TASK REQUIREMENTS
Filter the entries below, keeping only lines with "usize".

EXCERPTED RECORDS
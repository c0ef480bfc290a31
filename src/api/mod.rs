pub mod attendance;
pub mod planning;
pub mod presence_sheet;
pub mod code_filter;
pub mod db_utils;
pub mod employee_cache;
pub mod geo;
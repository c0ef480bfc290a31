use chrono::NaiveDate;
use once_cell::sync::Lazy;
use regex::Regex;
use serde::{Deserialize, Serialize};
use utoipa::ToSchema;

/// 24-hour HH:mm, the only accepted form for shift start/end times.
static SHIFT_TIME_RE: Lazy<Regex> =
    Lazy::new(|| Regex::new(r"^([01]\d|2[0-3]):[0-5]\d$").unwrap());

/// One calendar day's assigned shift for one employee. Rows created before
/// the employee exists in the user store carry a NULL employee_id and are
/// linked later by code.
#[derive(Debug, Clone, Serialize, Deserialize, sqlx::FromRow, ToSchema)]
pub struct PlanningRecord {
    #[schema(example = 1)]
    pub id: u64,

    #[schema(example = 1000, nullable = true)]
    pub employee_id: Option<u64>,

    #[schema(example = "EMP007")]
    pub employee_code: String,

    #[schema(example = "Awa Diallo")]
    pub employee_name: String,

    #[schema(example = "2026-02-10", value_type = String, format = "date")]
    pub date: NaiveDate,

    #[schema(example = "Shift 1")]
    pub shift: String,

    #[schema(example = "06:00")]
    pub start_time: String,

    #[schema(example = "14:00")]
    pub end_time: String,

    #[schema(example = 30)]
    pub break_minutes: u32,

    #[schema(example = "0b8a4a9e-3a44-4d53-8f2e-0d41c8b2a671", nullable = true)]
    pub batch_id: Option<String>,

    #[schema(example = 7, nullable = true)]
    pub uploaded_by: Option<u64>,

    #[schema(nullable = true)]
    pub notes: Option<String>,
}

pub fn is_valid_shift_time(value: &str) -> bool {
    SHIFT_TIME_RE.is_match(value)
}

/// Planning rows key employees by uppercased code.
pub fn normalize_code(code: &str) -> String {
    code.trim().to_uppercase()
}

#[cfg(test)]
mod tests {
    use super::*;

    #[test]
    fn shift_time_pattern() {
        for ok in ["00:00", "06:00", "09:15", "19:59", "23:59"] {
            assert!(is_valid_shift_time(ok), "{ok} should be accepted");
        }
        for bad in ["24:00", "9:00", "09:60", "09h00", "0900", "09:00:00", "", " 09:00"] {
            assert!(!is_valid_shift_time(bad), "{bad} should be rejected");
        }
    }

    #[test]
    fn codes_are_uppercased_and_trimmed() {
        assert_eq!(normalize_code(" emp007 "), "EMP007");
        assert_eq!(normalize_code("EMP007"), "EMP007");
    }
}
/* =========================
Edit one entry (HR/Admin)
========================= */
/// Swagger doc for update_planning endpoint
#[utoipa::path(
    put,
    path = "/api/v1/planning/{record_id}",
    params(
        ("record_id" = u64, Path, description = "ID of the planning entry to edit")
    ),
    request_body(
        content = Object,
        description = "Subset of editable columns as a JSON object",
        content_type = "application/json",
        example = json!({"shift": "Shift 2", "notes": "swapped with EMP012"})
    ),
    responses(
        (status = 200, description = "Planning entry updated", body = Object, example = json!({
            "message": "Planning entry updated"
        })),
        (status = 400, description = "Bad request"),
        (status = 401, description = "Unauthorized"),
        (status = 403, description = "Forbidden"),
        (status = 404, description = "Planning entry not found", body = Object, example = json!({
            "message": "Planning entry not found"
        }))
    ),
    security(
        ("bearer_auth" = [])
    ),
    tag = "Planning"
)]
pub async fn update_planning(
    auth: AuthUser,
    pool: web::Data<MySqlPool>,
    path: web::Path<u64>,
    payload: web::Json<serde_json::Value>,
) -> actix_web::Result<impl Responder> {
    auth.require_hr_or_admin()?;

    let record_id = path.into_inner();
    let payload = payload.into_inner();

    for field in ["start_time", "end_time"] {
        if let Some(value) = payload.get(field).and_then(|v| v.as_str()) {
            if !is_valid_shift_time(value) {
                return Ok(HttpResponse::BadRequest().json(serde_json::json!({
                    "message": format!("{field} must be HH:mm, got {value:?}")
                })));
            }
        }
    }

    let exists = sqlx::query_scalar::<_, u64>("SELECT id FROM planning_records WHERE id = ?")
        .bind(record_id)
        .fetch_optional(pool.get_ref())
        .await
        .map_err(|e| {
            tracing::error!(error = %e, record_id, "Planning lookup failed");
            actix_web::error::ErrorInternalServerError("Internal Server Error")
        })?;

    if exists.is_none() {
        return Ok(HttpResponse::NotFound().json(serde_json::json!({
            "message": "Planning entry not found"
        })));
    }

    let update = build_update_sql(
        "planning_records",
        &payload,
        EDITABLE_COLUMNS,
        "id",
        record_id,
    )?;

    execute_update(pool.get_ref(), update).await.map_err(|e| {
        tracing::error!(error = %e, record_id, "Planning update failed");
        actix_web::error::ErrorInternalServerError("Internal Server Error")
    })?;

    // A changed code re-resolves the link, possibly back to NULL.
    if let Some(code) = payload.get("employee_code").and_then(|v| v.as_str()) {
        let employee_id = resolve_single(pool.get_ref(), &normalize_code(code))
            .await
            .map_err(|e| {
                tracing::error!(error = %e, record_id, "Employee resolution failed");
                actix_web::error::ErrorInternalServerError("Internal Server Error")
            })?;
        sqlx::query("UPDATE planning_records SET employee_id = ? WHERE id = ?")
            .bind(employee_id)
            .bind(record_id)
            .execute(pool.get_ref())
            .await
            .map_err(|e| {
                tracing::error!(error = %e, record_id, "Planning relink failed");
                actix_web::error::ErrorInternalServerError("Internal Server Error")
            })?;
    }

    Ok(HttpResponse::Ok().json(serde_json::json!({
        "message": "Planning entry updated"
    })))
}

/* =========================
Delete one entry (HR/Admin)
========================= */
/// Swagger doc for delete_planning endpoint
#[utoipa::path(
    delete,
    path = "/api/v1/planning/{record_id}",
    params(
        ("record_id" = u64, Path, description = "ID of the planning entry to delete")
    ),
    responses(
        (status = 200, description = "Planning entry deleted", body = Object, example = json!({
            "message": "Planning entry deleted"
        })),
        (status = 401, description = "Unauthorized"),
        (status = 403, description = "Forbidden"),
        (status = 404, description = "Planning entry not found", body = Object, example = json!({
            "message": "Planning entry not found"
        }))
    ),
    security(
        ("bearer_auth" = [])
    ),
    tag = "Planning"
)]
pub async fn delete_planning(
    auth: AuthUser,
    pool: web::Data<MySqlPool>,
    path: web::Path<u64>,
) -> actix_web::Result<impl Responder> {
    auth.require_hr_or_admin()?;

    let record_id = path.into_inner();

    let result = sqlx::query("DELETE FROM planning_records WHERE id = ?")
        .bind(record_id)
        .execute(pool.get_ref())
        .await
        .map_err(|e| {
            tracing::error!(error = %e, record_id, "Planning delete failed");
            actix_web::error::ErrorInternalServerError("Internal Server Error")
        })?;

    if result.rows_affected() == 0 {
        return Ok(HttpResponse::NotFound().json(serde_json::json!({
            "message": "Planning entry not found"
        })));
    }

    Ok(HttpResponse::Ok().json(serde_json::json!({
        "message": "Planning entry deleted"
    })))
}
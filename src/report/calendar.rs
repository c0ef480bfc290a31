use chrono::{Datelike, NaiveDate, Weekday};

/// Day and month names for sheet labels. Passed explicitly everywhere so the
/// engine never reads process-global locale state.
#[derive(Debug, Clone)]
pub struct Locale {
    weekdays: [&'static str; 7],
    months: [&'static str; 12],
}

impl Locale {
    /// The fixed template is French; this is the locale shipped by default.
    pub const fn french() -> Self {
        Self {
            weekdays: [
                "Lundi", "Mardi", "Mercredi", "Jeudi", "Vendredi", "Samedi", "Dimanche",
            ],
            months: [
                "Janvier",
                "Février",
                "Mars",
                "Avril",
                "Mai",
                "Juin",
                "Juillet",
                "Août",
                "Septembre",
                "Octobre",
                "Novembre",
                "Décembre",
            ],
        }
    }

    pub fn weekday_name(&self, weekday: Weekday) -> &'static str {
        self.weekdays[weekday.num_days_from_monday() as usize]
    }

    pub fn month_name(&self, month: u32) -> Option<&'static str> {
        self.months.get(month.checked_sub(1)? as usize).copied()
    }

    /// Capitalized "Month Year" heading for the month containing `day`,
    /// e.g. "Février 2026".
    pub fn period_heading(&self, day: NaiveDate) -> String {
        format!("{} {}", self.months[day.month0() as usize], day.year())
    }
}

impl Default for Locale {
    fn default() -> Self {
        Self::french()
    }
}

/// First and last day of the month, both inclusive. None for a month outside
/// 1..=12 or a year chrono cannot represent.
pub fn month_bounds(year: i32, month: u32) -> Option<(NaiveDate, NaiveDate)> {
    let start = NaiveDate::from_ymd_opt(year, month, 1)?;
    let next = if month == 12 {
        NaiveDate::from_ymd_opt(year + 1, 1, 1)?
    } else {
        NaiveDate::from_ymd_opt(year, month + 1, 1)?
    };
    Some((start, next.pred_opt()?))
}

pub fn days_in_month(year: i32, month: u32) -> Option<u32> {
    month_bounds(year, month).map(|(_, end)| end.day())
}

pub fn is_weekend(date: NaiveDate) -> bool {
    matches!(date.weekday(), Weekday::Sat | Weekday::Sun)
}

#[cfg(test)]
mod tests {
    use super::*;

    #[test]
    fn month_lengths() {
        assert_eq!(days_in_month(2026, 2), Some(28));
        assert_eq!(days_in_month(2024, 2), Some(29)); // leap year
        assert_eq!(days_in_month(2026, 12), Some(31));
        assert_eq!(days_in_month(2026, 4), Some(30));
        assert_eq!(days_in_month(2026, 13), None);
        assert_eq!(days_in_month(2026, 0), None);
    }

    #[test]
    fn bounds_are_inclusive() {
        let (start, end) = month_bounds(2026, 2).unwrap();
        assert_eq!(start, NaiveDate::from_ymd_opt(2026, 2, 1).unwrap());
        assert_eq!(end, NaiveDate::from_ymd_opt(2026, 2, 28).unwrap());

        let (start, end) = month_bounds(2025, 12).unwrap();
        assert_eq!(start, NaiveDate::from_ymd_opt(2025, 12, 1).unwrap());
        assert_eq!(end, NaiveDate::from_ymd_opt(2025, 12, 31).unwrap());
    }

    #[test]
    fn weekend_classification() {
        // 2026-02-14 is a Saturday, 2026-02-15 a Sunday, 2026-02-10 a Tuesday.
        assert!(is_weekend(NaiveDate::from_ymd_opt(2026, 2, 14).unwrap()));
        assert!(is_weekend(NaiveDate::from_ymd_opt(2026, 2, 15).unwrap()));
        assert!(!is_weekend(NaiveDate::from_ymd_opt(2026, 2, 10).unwrap()));
    }

    #[test]
    fn french_names() {
        let locale = Locale::french();
        assert_eq!(locale.weekday_name(Weekday::Sat), "Samedi");
        assert_eq!(locale.weekday_name(Weekday::Mon), "Lundi");
        assert_eq!(locale.month_name(2), Some("Février"));
        assert_eq!(locale.month_name(13), None);
        assert_eq!(
            locale.period_heading(NaiveDate::from_ymd_opt(2026, 2, 1).unwrap()),
            "Février 2026"
        );
    }
}
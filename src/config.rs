use chrono::NaiveTime;
use dotenvy::dotenv;
use std::env;

#[derive(Clone)]
pub struct Config {
    pub database_url: String,
    pub jwt_secret: String,
    pub server_addr: String,

    // Rate limiting
    pub rate_protected_per_min: u32,
    pub rate_generate_per_min: u32,

    pub api_prefix: String,

    /// Check-ins after this local time flip the day's status to `late`.
    /// Default is 09:15, i.e. 15 minutes after the 09:00 nominal start.
    pub late_cutoff: NaiveTime,

    // Geofence for check-in. Disabled by default.
    pub geofence_enabled: bool,
    pub office_latitude: f64,
    pub office_longitude: f64,
    pub geofence_radius_m: f64,

    /// Fixed presence-sheet template workbook.
    pub template_path: String,
    /// Root directory for generated sheets (`<root>/presence/<year>-<MM>/`).
    pub storage_root: String,
}

impl Config {
    pub fn from_env() -> Self {
        dotenv().ok();

        Self {
            server_addr: env::var("SERVER_ADDR").expect("SERVER_ADDR must be set"),
            database_url: env::var("DATABASE_URL").expect("DATABASE_URL must be set"),
            jwt_secret: env::var("JWT_SECRET").expect("JWT_SECRET must be set"),

            rate_protected_per_min: env::var("RATE_PROTECTED_PER_MIN")
                .unwrap_or_else(|_| "1000".to_string())
                .parse()
                .unwrap(),
            rate_generate_per_min: env::var("RATE_GENERATE_PER_MIN")
                .unwrap_or_else(|_| "60".to_string())
                .parse()
                .unwrap(),

            api_prefix: env::var("API_PREFIX").unwrap_or_else(|_| "/api/v1".to_string()),

            late_cutoff: NaiveTime::parse_from_str(
                &env::var("LATE_CUTOFF").unwrap_or_else(|_| "09:15".to_string()),
                "%H:%M",
            )
            .expect("LATE_CUTOFF must be HH:MM"),

            geofence_enabled: env::var("GEOFENCE_ENABLED")
                .unwrap_or_else(|_| "false".to_string())
                .parse()
                .unwrap(),
            office_latitude: env::var("OFFICE_LATITUDE")
                .unwrap_or_else(|_| "0.0".to_string())
                .parse()
                .unwrap(),
            office_longitude: env::var("OFFICE_LONGITUDE")
                .unwrap_or_else(|_| "0.0".to_string())
                .parse()
                .unwrap(),
            geofence_radius_m: env::var("GEOFENCE_RADIUS_M")
                .unwrap_or_else(|_| "500".to_string())
                .parse()
                .unwrap(),

            template_path: env::var("PRESENCE_TEMPLATE_PATH")
                .unwrap_or_else(|_| "assets/presence_template.xlsx".to_string()),
            storage_root: env::var("STORAGE_ROOT").unwrap_or_else(|_| "storage".to_string()),
        }
    }
}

TASK RESPONSE
        self.weekdays[weekday.num_days_from_monday() as usize]
        self.months.get(month.checked_sub(1)? as usize).copied()
        format!("{} {}", self.months[day.month0() as usize], day.year())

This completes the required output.